Pour preuve, Serge Blisko évoque le travail réalisé par le Groupe d’Appui Technique, rattaché au Ministère de la Santé et qui s’intéresse aux pratiques non conventionnelles à visée thérapeutique. Certaines techniques « prometteuses », selon ses termes, sont étudiées de façon épidémiologique : ainsi, récemment par exemple, l’acuponcture (étudiée par l’Inserm) ou l’hypnose ont fait leurs preuves. Mais d’autres techniques – non éprouvées scientifiquement – restent du domaine du mystère.
La santé face à l’irrationnel
Daniel Serin, oncologue radiothérapeute depuis trente-cinq ans et exerçant actuellement à l’Institut Sainte-Catherine à Avignon, est confronté à cette problématique. Lui qui, cartésien convaincu, nourri à l’ “evidence-based medecine’’, a traité plus de 7 000 cancers du sein, fait face tous les jours à des patientes qui souffrent de brûlures internes causées par la radiothérapie.
« La première fois qu’une patiente m’a dit que le recours à un coupeur de feu [le plus souvent des magnétiseurs qui soulagent les brûlures, ndla] lui faisait du bien, je me suis dit qu’elle était folle. Mais quand elles sont des centaines à l’affirmer, en tant que médecin, je me dois d’entendre ce qu’elles me disent », explique-t-il. Pour lui, rien de sert de fermer les yeux : 60 à 80 % des malades du cancer auraient recours à des pratiques complémentaires.
Une étude réalisée en 2016 par le Pr Nicolas Magné, radiothérapeute et directeur de recherche à l’institut de cancérologie de la Loire, confirmait que, sur 600 femmes et 250 hommes ayant surmonté un cancer et ayant été contactés, 60 % des femmes et 40 % des hommes avaient eu recours à un coupeur de feu pendant la durée de leur traitement. Alors si Daniel Serin ne peut expliquer ce soulagement de façon scientifique, il évoque l’hypothèse du pouvoir d’une pensée magique, peut-être d’un effet placebo. Dans son cabinet, la douleur de ses patientes, elle, semble apaisée.
Ne pas fermer les yeux sur l’irrationnel, donc, mais veiller à ce que les traitements ne soient pas interrompus ou que les magnétiseurs ne demandent pas d’argent. Pour Daniel Serin, un médecin a pour mission d’accompagner les questionnements de ses patients, en les écoutant davantage, mais « celui qui chercherait à faire arrêter les traitements traditionnels mérite d’aller en prison ! »,s’emporte-t-il.

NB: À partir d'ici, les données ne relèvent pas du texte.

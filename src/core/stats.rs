use crate::core::journal::ScoreEntry;

/// Aggregate view over a set of entries, printed under the `list` rows.
#[derive(Debug, Clone, PartialEq)]
pub struct TrendSummary {
    pub count: usize,
    pub mean: f64,
    pub min: i32,
    pub max: i32,
}

impl TrendSummary {
    pub fn compute(entries: &[ScoreEntry]) -> Option<Self> {
        if entries.is_empty() {
            return None;
        }

        let count = entries.len();
        let sum: i64 = entries.iter().map(|e| e.score as i64).sum();
        let min = entries.iter().map(|e| e.score).min().unwrap_or(0);
        let max = entries.iter().map(|e| e.score).max().unwrap_or(0);

        Some(Self {
            count,
            mean: sum as f64 / count as f64,
            min,
            max,
        })
    }
}
use crate::cli::parser::Commands;
use crate::config::Config;
use crate::core::journal::ScoreEntry;
use crate::core::stats::TrendSummary;
use crate::errors::AppResult;
use crate::export::range::parse_range;
use crate::store::Store;
use crate::ui::messages::info;
use crate::utils::colors::colorize_score;
use crate::utils::date::{describe_period, weekday_str};
use crate::utils::formatting::mean2readable;
use crate::utils::table::{Column, Table};
use chrono::Datelike;

pub fn handle(cmd: &Commands, cfg: &Config) -> AppResult<()> {
    if let Commands::List { period, asc } = cmd {
        let journal = Store::load(&cfg.journal)?;

        let entries = select_entries(&journal, period)?;

        if entries.is_empty() {
            info("No scores yet! Use 'rscorelog add' to record your first entry.");
            return Ok(());
        }

        let rows: Vec<ScoreEntry> = if *asc {
            entries.clone()
        } else {
            entries.iter().rev().cloned().collect()
        };

        println!("📅 {}:\n", describe_period(period));
        print_table(&rows, cfg);

        if let Some(summary) = TrendSummary::compute(&entries) {
            println!(
                "Entries: {} | Mean: {} | Min: {} | Max: {}",
                summary.count,
                mean2readable(summary.mean),
                summary.min,
                summary.max
            );
        }
    }
    Ok(())
}

/// Entries for the requested period, oldest first.
pub(crate) fn select_entries(
    journal: &crate::core::journal::Journal,
    period: &Option<String>,
) -> AppResult<Vec<ScoreEntry>> {
    match period {
        None => Ok(journal.as_ascending().to_vec()),
        Some(p) if p.eq_ignore_ascii_case("all") => Ok(journal.as_ascending().to_vec()),
        Some(p) => {
            let (start, end) = parse_range(p)?;
            Ok(journal.between(start, end))
        }
    }
}

fn print_table(rows: &[ScoreEntry], cfg: &Config) {
    let mut columns = vec![Column::new("Date", 10)];
    if cfg.show_weekday {
        columns.push(Column::new("Day", 3));
    }
    columns.push(Column::new("Score", 5));

    let mut table = Table::new(columns);

    let mut prev_month: Option<(i32, u32)> = None;
    for entry in rows {
        let month = (entry.date.year(), entry.date.month());
        if let Some(prev) = prev_month
            && prev != month
        {
            table.add_separator();
        }
        prev_month = Some(month);

        let mut cells = vec![entry.date_str()];
        if cfg.show_weekday {
            cells.push(weekday_str(entry.date).to_string());
        }
        cells.push(colorize_score(entry.score));
        table.add_row(cells);
    }

    println!("{}", table.render(&cfg.separator_char));
}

Le risque des dérives thérapeutiques
Car la frontière entre médecine complémentaire ou non conventionnelle et méthode alternative ou parallèle (la sémantique compte), avec risque de dérive thérapeutique voire sectaire, peut être ténue. La Miviluves définit ainsi la dérive sectaire par« un dévoiement de la liberté de pensée, d’opinion ou de religion qui porte atteinte aux droits fondamentaux, à la sécurité ou à l’intégrité des personnes, à l’ordre public,aux lois ou aux règlements. Elle se caractérise par la mise en œuvre, par un groupe organisé ou par un individu isolé, quelle que soit sa nature ou son activité, de pressions ou de techniques ayant pour but de créer, de maintenir ou d’exploiter chez une personne un état de sujétion psychologique ou physique, la privant d’une partie de son libre arbitre, avec des conséquences dommageables pour cette personne, son entourage ou pour la société ».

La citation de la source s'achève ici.